The lines from the start of the data through the line containing "pub const COLOR_GREEN: u32 = 0x00FF00;" are to be reproduced exactly, both ends included.

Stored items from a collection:
»»

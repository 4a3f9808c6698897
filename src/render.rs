//! Frame building
//!
//! Turns a simulation `Snapshot` into per-cell draw styles for a bead-grid
//! host. This is a pure function of the snapshot plus a seeded RNG used for
//! the level dissolve; it never reads anything back from the host.

use rand::{Rng, SeedableRng};
use rand_pcg::Pcg32;
use serde::{Deserialize, Serialize};

use crate::consts::TICKS_PER_SECOND;
use crate::sim::{Phase, Snapshot, Tile};

pub const COLOR_BLACK: u32 = 0x000000;
pub const COLOR_WHITE: u32 = 0xFFFFFF;
pub const COLOR_GREEN: u32 = 0x00FF00;
pub const BALL_COLOR: u32 = 0x0080FF;
/// Wall color while a goal is being celebrated
pub const WIN_WALL_COLOR: u32 = 0x015100;
pub const CORNER_COLOR: u32 = 0x606060;
pub const INDICATOR_HELD: u32 = 0xDBDB7A;
pub const INDICATOR_IDLE: u32 = 0xC0C0C0;
pub const INDICATOR_WIN: u32 = 0xA0FFA0;

/// Fraction of cells still drawn on each dissolve tick
const DISSOLVE_KEEP: f32 = 0.25;
/// Tilt dot product that fully darkens a cell
const SHADE_RANGE: f32 = 0.05;
const SHADE_BASE: f32 = 0.1;

/// Look of a single grid cell
#[derive(Debug, Clone, Copy, PartialEq, Eq, Serialize, Deserialize)]
pub struct CellStyle {
    pub color: u32,
    pub bg_color: u32,
    /// Corner radius in percent (50 = circle)
    pub radius: u8,
    /// Bead size in percent of the cell
    pub scale: u8,
}

impl CellStyle {
    /// Full-size square bead
    pub const fn solid(color: u32) -> Self {
        Self {
            color,
            bg_color: COLOR_WHITE,
            radius: 0,
            scale: 100,
        }
    }

    pub const fn with_shape(mut self, radius: u8, scale: u8) -> Self {
        self.radius = radius;
        self.scale = scale;
        self
    }
}

/// Everything to draw for one tick
#[derive(Debug, Clone, PartialEq, Serialize, Deserialize)]
pub struct Frame {
    pub width: usize,
    pub height: usize,
    /// Row-major grid cells; `None` keeps whatever the host showed last
    pub cells: Vec<Option<CellStyle>>,
    pub status: String,
    pub status_color: u32,
}

impl Frame {
    pub fn cell(&self, x: usize, y: usize) -> Option<&CellStyle> {
        if x >= self.width || y >= self.height {
            return None;
        }
        self.cells[y * self.width + x].as_ref()
    }

    fn set(&mut self, x: usize, y: usize, style: CellStyle) {
        if x < self.width && y < self.height {
            self.cells[y * self.width + x] = Some(style);
        }
    }
}

/// Stateful frame builder (owns the dissolve RNG)
#[derive(Debug, Clone)]
pub struct FrameBuilder {
    rng: Pcg32,
    reduced_motion: bool,
}

impl FrameBuilder {
    pub fn new(seed: u64, reduced_motion: bool) -> Self {
        Self {
            rng: Pcg32::seed_from_u64(seed),
            reduced_motion,
        }
    }

    pub fn build(&mut self, snap: &Snapshot) -> Frame {
        let pad = snap.padding;
        let (grid_w, grid_h) = (snap.width + pad * 2, snap.height + pad * 2);
        let mut frame = Frame {
            width: grid_w,
            height: grid_h,
            cells: vec![None; grid_w * grid_h],
            status: snap.status.clone(),
            status_color: blend(COLOR_WHITE, snap.theme, 0.25),
        };

        let ball = crate::cell_of(snap.ball_pos);
        let millis = ticks_to_millis(snap.time_ticks);
        let win = snap.phase.is_win();
        let dissolving = snap.transition_ticks > 0 && !self.reduced_motion;

        for (i, tile) in snap.tiles.iter().enumerate() {
            let (mx, my) = (i % snap.width, i / snap.width);
            let (gx, gy) = (mx + pad, my + pad);

            if let Phase::HoleTransition { timer } = snap.phase {
                if hole_masked(timer, snap.hole_animation_max, ball, (mx as i32, my as i32)) {
                    frame.set(gx, gy, CellStyle::solid(COLOR_BLACK));
                    continue;
                }
            }

            if dissolving && self.rng.random::<f32>() > DISSOLVE_KEEP {
                continue;
            }

            frame.set(gx, gy, tile_style(*tile, snap.theme, win, millis));
        }

        let flash_visible = self.reduced_motion || snap.flash_ticks % 8 < 4;
        if let Some((bx, by)) = snap.ball_cell().filter(|_| flash_visible) {
            let color = if snap.ascended {
                rainbow(millis / 10_000.0)
            } else {
                BALL_COLOR
            };
            frame.set(bx + pad, by + pad, CellStyle::solid(color).with_shape(50, 90));
        }

        if pad > 0 {
            draw_indicators(&mut frame, snap.held, win);
        }

        shade_by_tilt(&mut frame, snap);

        if let Phase::Ascend { timer } = snap.phase {
            draw_ascend_mask(&mut frame, timer, snap.ascend_max, ball, pad, millis);
        }

        frame
    }
}

fn tile_style(tile: Tile, theme: u32, win: bool, millis: f64) -> CellStyle {
    let wall = if win { WIN_WALL_COLOR } else { theme };
    match tile {
        Tile::Wall => CellStyle::solid(wall),
        Tile::BreakableWall => CellStyle::solid(blend(wall, COLOR_BLACK, 0.1)),
        Tile::BrokenBreakableWall => {
            let pulse = |period: f64| ((millis / period * std::f64::consts::PI).sin() + 1.0) / 2.0 * 20.0;
            let scale = (pulse(1000.0) + 80.0) as u8;
            let radius = (pulse(1200.0) + 30.0) as u8;
            CellStyle::solid(rainbow(millis / 1500.0)).with_shape(radius, scale)
        }
        Tile::Goal => CellStyle::solid(COLOR_GREEN),
        Tile::Hole => CellStyle::solid(COLOR_BLACK).with_shape(50, 100),
        Tile::Empty | Tile::Spawn => CellStyle::solid(COLOR_WHITE),
    }
}

/// Square-ish mask closing in on the ball, then opening again
fn hole_masked(timer: i32, max: i32, ball: (i32, i32), cell: (i32, i32)) -> bool {
    if max <= 0 {
        return false;
    }
    let thru = timer.unsigned_abs() as f64 / max as f64;
    let distance = (std::f64::consts::PI * thru * 0.5).tan();
    let dx = (ball.0 - cell.0).abs() as f64;
    let dy = (ball.1 - cell.1).abs() as f64;
    dx + dy * 0.1 > distance || dy + dx * 0.1 > distance
}

fn draw_indicators(frame: &mut Frame, held: [bool; 4], win: bool) {
    let [up, down, left, right] = held;
    let (w, h) = (frame.width, frame.height);
    let idle = if win { INDICATOR_WIN } else { INDICATOR_IDLE };
    let pick = |on: bool| CellStyle::solid(if on { INDICATOR_HELD } else { idle });

    for (x, y) in [(0, 0), (w - 1, 0), (0, h - 1), (w - 1, h - 1)] {
        frame.set(x, y, CellStyle::solid(CORNER_COLOR));
    }
    for x in 1..w - 1 {
        frame.set(x, 0, pick(up));
        frame.set(x, h - 1, pick(down));
    }
    for y in 1..h - 1 {
        frame.set(0, y, pick(left));
        frame.set(w - 1, y, pick(right));
    }
}

/// Darken map cells on the side the board is tilted towards
fn shade_by_tilt(frame: &mut Frame, snap: &Snapshot) {
    let half_w = snap.width as f32 / 2.0;
    let half_h = snap.height as f32 / 2.0;
    for my in 0..snap.height {
        for mx in 0..snap.width {
            let cx = (mx as f32 - half_w + 0.5) / half_w;
            let cy = (my as f32 - half_h + 0.5) / half_h;
            let dot = snap.tilt.x * cx + snap.tilt.y * cy;
            let shade = (dot / SHADE_RANGE + SHADE_BASE).clamp(0.0, 1.0);

            let idx = (my + snap.padding) * frame.width + mx + snap.padding;
            if let Some(style) = frame.cells[idx].as_mut() {
                style.color = blend(style.color, COLOR_BLACK, shade);
                style.bg_color = blend(COLOR_WHITE, COLOR_BLACK, shade);
            }
        }
    }
}

/// Rainbow ripples growing out from the ball, covering the border too
fn draw_ascend_mask(frame: &mut Frame, timer: i32, max: i32, ball: (i32, i32), pad: usize, millis: f64) {
    if max <= 0 {
        return;
    }
    let thru = timer.unsigned_abs() as f64 / max as f64;
    let distance = (std::f64::consts::PI * (1.0 - thru) * 0.5).tan() * 4.0;
    for y in 0..frame.height {
        for x in 0..frame.width {
            let dx = (ball.0 - (x as i32 - pad as i32)) as f64;
            let dy = (ball.1 - (y as i32 - pad as i32)) as f64;
            let dst = dx * dx + dy * dy;
            if dst < distance * distance {
                let t = millis - dst * timer as f64 / 10.0;
                frame.set(x, y, CellStyle::solid(rainbow(t / 1500.0)));
            }
        }
    }
}

fn ticks_to_millis(ticks: u64) -> f64 {
    ticks as f64 * 1000.0 / TICKS_PER_SECOND as f64
}

/// Linear blend between two 0xRRGGBB colors
pub fn blend(from: u32, to: u32, factor: f32) -> u32 {
    let channel = |shift: u32| {
        let a = ((from >> shift) & 0xFF) as f32;
        let b = ((to >> shift) & 0xFF) as f32;
        ((a + (b - a) * factor).clamp(0.0, 255.0) as u32) << shift
    };
    channel(16) | channel(8) | channel(0)
}

/// Fully saturated color for a hue that wraps every 1.0
pub fn rainbow(hue: f64) -> u32 {
    hsv_to_rgb(hue.rem_euclid(1.0), 1.0, 1.0)
}

pub fn hsv_to_rgb(h: f64, s: f64, v: f64) -> u32 {
    let i = (h * 6.0).floor();
    let f = h * 6.0 - i;
    let p = v * (1.0 - s);
    let q = v * (1.0 - f * s);
    let t = v * (1.0 - (1.0 - f) * s);
    let (r, g, b) = match (i as i64).rem_euclid(6) {
        0 => (v, t, p),
        1 => (q, v, p),
        2 => (p, v, t),
        3 => (p, q, v),
        4 => (t, p, v),
        _ => (v, p, q),
    };
    let to_byte = |c: f64| (c * 255.0).round().clamp(0.0, 255.0) as u32;
    (to_byte(r) << 16) | (to_byte(g) << 8) | to_byte(b)
}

««

EXERCISE OUTPUT:
repository 4a3f9808c6698897
filename src/render.rs
//! Frame building
//!
//! Turns a simulation `Snapshot` into per-cell draw styles for a bead-grid
//! host. This is a pure function of the snapshot plus a seeded RNG used for
//! the level dissolve; it never reads anything back from the host.

use rand::{Rng, SeedableRng};
use rand_pcg::Pcg32;
use serde::{Deserialize, Serialize};

use crate::consts::TICKS_PER_SECOND;
use crate::sim::{Phase, Snapshot, Tile};

pub const COLOR_BLACK: u32 = 0x000000;
pub const COLOR_WHITE: u32 = 0xFFFFFF;
pub const COLOR_GREEN: u32 = 0x00FF00;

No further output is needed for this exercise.